Gemma, die drei Jahre jünger ist (aber in dieselbe, jahrgangsgemischte Klasse wie Jayne geht), betont: „Ich glaube, Freiheit ist sehr wichtig beim Lernen. Natürlich braucht man gewisse Regeln und braucht auch Anweisungen, gerade am Anfang. Ansonsten finde ich es wichtig, dass man wirklich selbst entscheiden kann, wann und wie man sich am wohlsten fühlt mit dem, was man lernt.“ Laura Millmann, Andrej Priboschek, Agentur für Bildungsjournalismus
Hier gibt es weitere Informationen zum Bürgerrat Bildung und Lernen.

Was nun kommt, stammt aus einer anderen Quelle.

//! Tests for loading, selecting and persisting the display language.

use std::sync::Arc;

use tempfile::TempDir;

use i_know_you::{
    KeyValueStorage, LANGUAGE_STORAGE_KEY, LanguagePreference, MemoryStorage, TomlFileStorage,
};
use i_know_you_core::LanguageCode;

async fn loaded_with(value: Option<&str>) -> LanguagePreference {
    let storage = MemoryStorage::new();
    if let Some(value) = value {
        storage.set(LANGUAGE_STORAGE_KEY, value).await.unwrap();
    }
    let mut preference = LanguagePreference::new(Arc::new(storage));
    preference.load().await;
    preference
}

#[tokio::test]
async fn test_starts_loading_with_default() {
    let preference = LanguagePreference::new(Arc::new(MemoryStorage::new()));
    assert!(preference.is_loading());
    assert_eq!(preference.language(), LanguageCode::En);
}

#[tokio::test]
async fn test_valid_persisted_values_are_adopted() {
    for (stored, expected) in [
        ("tr", LanguageCode::Tr),
        ("en", LanguageCode::En),
        ("ru", LanguageCode::Ru),
    ] {
        let preference = loaded_with(Some(stored)).await;
        assert_eq!(preference.language(), expected);
        assert!(!preference.is_loading());
    }
}

#[tokio::test]
async fn test_absent_or_invalid_value_falls_back_to_english() {
    for stored in [None, Some(""), Some("de"), Some("RU"), Some(" en")] {
        let preference = loaded_with(stored).await;
        assert_eq!(preference.language(), LanguageCode::En, "stored {stored:?}");
        assert!(!preference.is_loading());
    }
}

#[tokio::test]
async fn test_read_failure_falls_back_to_english() {
    let storage = MemoryStorage::new();
    storage.set(LANGUAGE_STORAGE_KEY, "tr").await.unwrap();
    storage.set_failing(true);

    let mut preference = LanguagePreference::new(Arc::new(storage));
    preference.load().await;
    assert_eq!(preference.language(), LanguageCode::En);
    assert!(!preference.is_loading());
}

#[tokio::test]
async fn test_select_changes_memory_and_persists() {
    let storage = MemoryStorage::new();
    let mut preference = LanguagePreference::new(Arc::new(storage.clone()));
    preference.load().await;

    let handle = preference.select(LanguageCode::Tr);
    assert_eq!(preference.language(), LanguageCode::Tr, "applied before the write");
    assert_eq!(preference.translations().title, "Seni Tanıyorum");

    handle.await.expect("Persist task panicked");
    assert_eq!(
        storage.get(LANGUAGE_STORAGE_KEY).await.unwrap().as_deref(),
        Some("tr")
    );
}

#[tokio::test]
async fn test_failed_write_keeps_in_memory_change() {
    let storage = MemoryStorage::new();
    let mut preference = LanguagePreference::new(Arc::new(storage.clone()));
    preference.load().await;

    storage.set_failing(true);
    preference
        .select(LanguageCode::Ru)
        .await
        .expect("Persist task panicked");
    assert_eq!(preference.language(), LanguageCode::Ru);
}

#[tokio::test]
async fn test_select_and_persist_reports_failure() {
    let storage = MemoryStorage::new();
    storage.set_failing(true);
    let mut preference = LanguagePreference::new(Arc::new(storage));

    let result = preference.select_and_persist(LanguageCode::Tr).await;
    assert!(result.is_err());
    assert_eq!(preference.language(), LanguageCode::Tr);
}

#[tokio::test]
async fn test_selection_survives_restart_with_file_storage() {
    let dir = TempDir::new().expect("Failed to create temp dir");
    let path = dir.path().join("prefs.toml");

    let mut first = LanguagePreference::new(Arc::new(TomlFileStorage::new(&path)));
    first.load().await;
    first.select(LanguageCode::Ru).await.expect("Persist task panicked");

    let mut second = LanguagePreference::new(Arc::new(TomlFileStorage::new(&path)));
    second.load().await;
    assert_eq!(second.language(), LanguageCode::Ru);
}

#[tokio::test(flavor = "multi_thread", worker_threads = 4)]
async fn test_last_selection_wins_in_storage() {
    for _ in 0..100 {
        let dir = TempDir::new().expect("Failed to create temp dir");
        let path = dir.path().join("prefs.toml");
        let storage = Arc::new(TomlFileStorage::new(&path));
        let mut preference = LanguagePreference::new(storage.clone());
        preference.load().await;

        let first = preference.select(LanguageCode::Tr);
        let second = preference.select(LanguageCode::Ru);
        first.await.expect("Persist task panicked");
        second.await.expect("Persist task panicked");

        assert_eq!(preference.language(), LanguageCode::Ru);
        assert_eq!(
            storage.get(LANGUAGE_STORAGE_KEY).await.unwrap().as_deref(),
            Some("ru")
        );
    }
}

#[tokio::test]
async fn test_select_and_persist_supersedes_pending_select() {
    let storage = MemoryStorage::new();
    let mut preference = LanguagePreference::new(Arc::new(storage.clone()));
    preference.load().await;

    let pending = preference.select(LanguageCode::Tr);
    preference
        .select_and_persist(LanguageCode::Ru)
        .await
        .expect("Write failed");
    pending.await.expect("Persist task panicked");

    assert_eq!(
        storage.get(LANGUAGE_STORAGE_KEY).await.unwrap().as_deref(),
        Some("ru")
    );
}

#[tokio::test]
async fn test_selection_recovers_corrupt_preference_file() {
    let dir = TempDir::new().expect("Failed to create temp dir");
    let path = dir.path().join("prefs.toml");
    std::fs::write(&path, "not = = toml").expect("Write failed");

    let mut first = LanguagePreference::new(Arc::new(TomlFileStorage::new(&path)));
    first.load().await;
    assert_eq!(first.language(), LanguageCode::En);
    first
        .select_and_persist(LanguageCode::Ru)
        .await
        .expect("Write failed");

    let mut second = LanguagePreference::new(Arc::new(TomlFileStorage::new(&path)));
    second.load().await;
    assert_eq!(second.language(), LanguageCode::Ru);
}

Die Kinder und Jugendlichen im Bürgerrat Bildung und Lernen haben einen offenen Brief verfasst, den wir im Folgenden im Wortlaut dokumentieren:
„Hallo,
das ist ein offener Brief – und er geht raus an all die, die darüber bestimmen, wie Bildung und Schule in Deutschland aussehen: die Politik, die Verwaltungen, die Schulleitungen … Seit dem Beginn der Corona-Pandemie haben wir Schüler*innen gemacht, was ihr von uns verlangt habt: Wir haben verzichtet und zurückgesteckt. Lernen wurde unter diesen Bedingungen noch schwieriger. Wäre es jetzt nicht fair, wenn ihr im Gegenzug uns mal zuhören würdet!? Denn sind wir ehrlich, in Sachen Bildung und Schule sieht es bei uns nicht besonders toll aus. Studien haben das gerade wieder gezeigt. Wir Schüler*innen müssen aber keine Studien lesen, um zu wissen, wo es hakt.
Wir mögen aus verschiedenen Bundesländern kommen und unterschiedliche Schulformen besuchen. Aber wir Kinder und Jugendliche haben eins gemeinsam: Wir wollen bessere Bildung und bessere Schulen!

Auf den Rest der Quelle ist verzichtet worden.